De ahí que dos personajes bíblicos, incluso en medio de un largo, solitario y peligroso viaje, no pierdan su elegancia: al contrario, están muy pulcros, ni siquiera muestran signos de fatiga en sus rostros, sino que se mueven con soltura en sus refinados ropajes. Tobías lleva una capa adamascada y escarlata, ceñida a la cintura por un pañuelo auriser verde muy fino, casi del mismo color que la túnica, también de seda, que desciende en nítidos pliegues.
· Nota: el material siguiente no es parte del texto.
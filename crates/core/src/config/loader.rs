//! Configuration file loader for the `.apc/` directory structure.
//!
//! - `config.toml`: global settings
//! - `roles/*.md`: role definitions with YAML front matter
//! - `workflows/*.yaml`: workflow definitions

use crate::config::error::{ConfigError, ConfigResult};
use crate::config::models::ApcConfig;
use apc_protocol::agent_models::RoleConfig;
use apc_protocol::config_models::GlobalConfig;
use apc_protocol::workflow_models::WorkflowDefinition;
use gray_matter::engine::YAML;
use gray_matter::Matter;
use std::collections::HashSet;
use std::path::{Path, PathBuf};
use tracing::debug;
use walkdir::WalkDir;

/// Name of the project configuration directory.
pub const CONFIG_DIR: &str = ".apc";

/// Loads all configuration from `<root>/.apc/`.
///
/// Missing directories and files yield defaults; files that exist but do not
/// parse are errors naming the offending path.
pub async fn load_config(root: &Path) -> ConfigResult<ApcConfig> {
    let apc_dir = root.join(CONFIG_DIR);
    if !apc_dir.exists() {
        debug!(root = %root.display(), "No .apc directory, using defaults");
        return Ok(ApcConfig::default());
    }

    let global = load_global_config(&apc_dir)?;
    let roles = load_roles(&apc_dir)?;
    let workflows = load_workflows(&apc_dir)?;
    debug!(
        roles = roles.len(),
        workflows = workflows.len(),
        backend = %global.backend,
        "Loaded configuration"
    );

    Ok(ApcConfig {
        global,
        roles,
        workflows,
    })
}

fn load_global_config(apc_dir: &Path) -> ConfigResult<GlobalConfig> {
    let config_path = apc_dir.join("config.toml");
    if !config_path.exists() {
        return Ok(GlobalConfig::default());
    }

    let content = read(&config_path)?;
    toml::from_str(&content).map_err(|source| ConfigError::TomlParse {
        path: config_path,
        source,
    })
}

fn load_roles(apc_dir: &Path) -> ConfigResult<Vec<RoleConfig>> {
    let mut roles = Vec::new();
    let mut seen = HashSet::new();

    for path in files_with_extension(&apc_dir.join("roles"), &["md"])? {
        let content = read(&path)?;
        let matter = Matter::<YAML>::new();
        let result = matter.parse(&content);

        let mut role: RoleConfig = result
            .data
            .ok_or_else(|| ConfigError::MarkdownParse {
                path: path.clone(),
                reason: "Missing YAML front matter".to_string(),
            })?
            .deserialize()
            .map_err(|e| ConfigError::MarkdownParse {
                path: path.clone(),
                reason: format!("Failed to deserialize front matter: {e}"),
            })?;
        role.prompt_template = result.content.trim().to_string();

        if !seen.insert(role.name.clone()) {
            return Err(ConfigError::Duplicate {
                kind: "role",
                name: role.name,
                path,
            });
        }
        roles.push(role);
    }

    Ok(roles)
}

fn load_workflows(apc_dir: &Path) -> ConfigResult<Vec<WorkflowDefinition>> {
    let mut workflows = Vec::new();
    let mut seen = HashSet::new();

    for path in files_with_extension(&apc_dir.join("workflows"), &["yaml", "yml"])? {
        let content = read(&path)?;
        let workflow: WorkflowDefinition =
            serde_yaml::from_str(&content).map_err(|source| ConfigError::YamlParse {
                path: path.clone(),
                source,
            })?;
        validate_workflow(&workflow, &path)?;

        if !seen.insert(workflow.name.clone()) {
            return Err(ConfigError::Duplicate {
                kind: "workflow",
                name: workflow.name,
                path,
            });
        }
        workflows.push(workflow);
    }

    Ok(workflows)
}

/// Phases need unique names, and loop-back targets must exist.
fn validate_workflow(workflow: &WorkflowDefinition, path: &Path) -> ConfigResult<()> {
    let invalid = |reason: String| ConfigError::InvalidConfig {
        path: path.to_path_buf(),
        reason,
    };

    if workflow.phases.is_empty() {
        return Err(invalid(format!("workflow '{}' has no phases", workflow.name)));
    }
    let mut names = HashSet::new();
    for phase in &workflow.phases {
        if !names.insert(phase.name.as_str()) {
            return Err(invalid(format!("duplicate phase '{}'", phase.name)));
        }
    }
    for phase in &workflow.phases {
        if let Some(target) = &phase.loop_back_to {
            if !names.contains(target.as_str()) {
                return Err(invalid(format!(
                    "phase '{}' loops back to unknown phase '{target}'",
                    phase.name
                )));
            }
        }
    }
    Ok(())
}

fn read(path: &Path) -> ConfigResult<String> {
    std::fs::read_to_string(path).map_err(|source| ConfigError::FileRead {
        path: path.to_path_buf(),
        source,
    })
}

/// Files directly inside `dir` with one of `extensions`, sorted by path.
fn files_with_extension(dir: &Path, extensions: &[&str]) -> ConfigResult<Vec<PathBuf>> {
    if !dir.exists() {
        return Ok(Vec::new());
    }

    let mut files = Vec::new();
    for entry in WalkDir::new(dir).min_depth(1).max_depth(1).sort_by_file_name() {
        let entry = entry.map_err(|source| ConfigError::DirectoryWalk {
            path: dir.to_path_buf(),
            source,
        })?;
        let path = entry.path();
        let matches = path
            .extension()
            .and_then(|s| s.to_str())
            .is_some_and(|ext| extensions.contains(&ext));
        if matches && entry.file_type().is_file() {
            files.push(path.to_path_buf());
        }
    }
    Ok(files)
}
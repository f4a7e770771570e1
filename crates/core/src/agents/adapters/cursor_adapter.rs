//! Cursor Agent CLI (`cursor-agent`).
//!
//! Runs headless with `--print --output-format stream-json`. Assistant text
//! arrives as cumulative snapshots of the current message.

use crate::agents::adapters::cli_backend::{AgentSettings, CliBackend, CliProfile};
use crate::agents::agent_type::BackendKind;
use crate::supervisor::ProcessSupervisor;

pub fn cursor_profile() -> CliProfile {
    CliProfile {
        kind: BackendKind::Cursor,
        program: "cursor-agent",
        args: &["--print", "--force", "--output-format", "stream-json"],
        model_flag: "--model",
        default_models: ["auto", "sonnet-4.5", "gpt-5"],
        install_command: Some("curl https://cursor.com/install -fsS | bash"),
        install_hint: "Install the Cursor Agent CLI: curl https://cursor.com/install -fsS | bash",
        orphan_signature: "cursor-agent",
        mcp_config: Some(".cursor/mcp.json"),
    }
}

impl CliBackend {
    /// Backend driving `cursor-agent`.
    pub fn cursor(supervisor: ProcessSupervisor, settings: AgentSettings) -> Self {
        Self::new(cursor_profile(), supervisor, settings)
    }
}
El ángel está aún más ricamente ataviado: una túnica de seda amarilla, sujeta en los hombros con una tachuela decorada con un rubí, deja ver unas elaboradas mangas abullonadas de precioso tejido de perlas, bordadas con motivos florales en seda dorada. Y luego, el cuello blanco a la moda del siglo XVII, y la manta azul con motivos dorados, también de seda gruesa, con la que Rafael se sienta en la roca para no ensuciar el precioso vestido de sastre: exquisitas galas de la Florencia del siglo XVII.
Y es una suerte para Lucca que Vignali fuera un pintor prolífico y que, además, dibujara varias variantes del mismo cuadro: de lo contrario, quizá la colección del Palazzo Mansi nunca hubiera recibido Tobías y el ángel tras la anexión de la ciudad amurallada al Gran Ducado de Toscana. Lo que había sucedido era que Carlo Ludovico Borbone, soberano del Ducado de Lucca creado en 1815 en el Congreso de Viena, desafiando la centenaria historia republicana de la ciudad, había vendido por deudas de juego gran parte de la colección conservada en el Palacio Ducal, fruto de siglos de coleccionismo privado y encargos religiosos. Tras la anexión, el pueblo de Lucca suplicó al Gran Duque de Toscana, Leopoldo II, que restituyera las pérdidas de Lucca, regalando a la ciudad obras que, aunque no estuvieran directamente relacionadas con la historia del coleccionismo local, pudieran sustituir dignamente lo que el improvidente duque se había jugado. Leopoldo accedió, también porque lo consideraba políticamente ventajoso. Y de esas ochenta y dos obras que el gran duque donó y que hoy componen la Pinacoteca di Palazzo Mansi, también formó parte la obra maestra de Jacopo Vignali.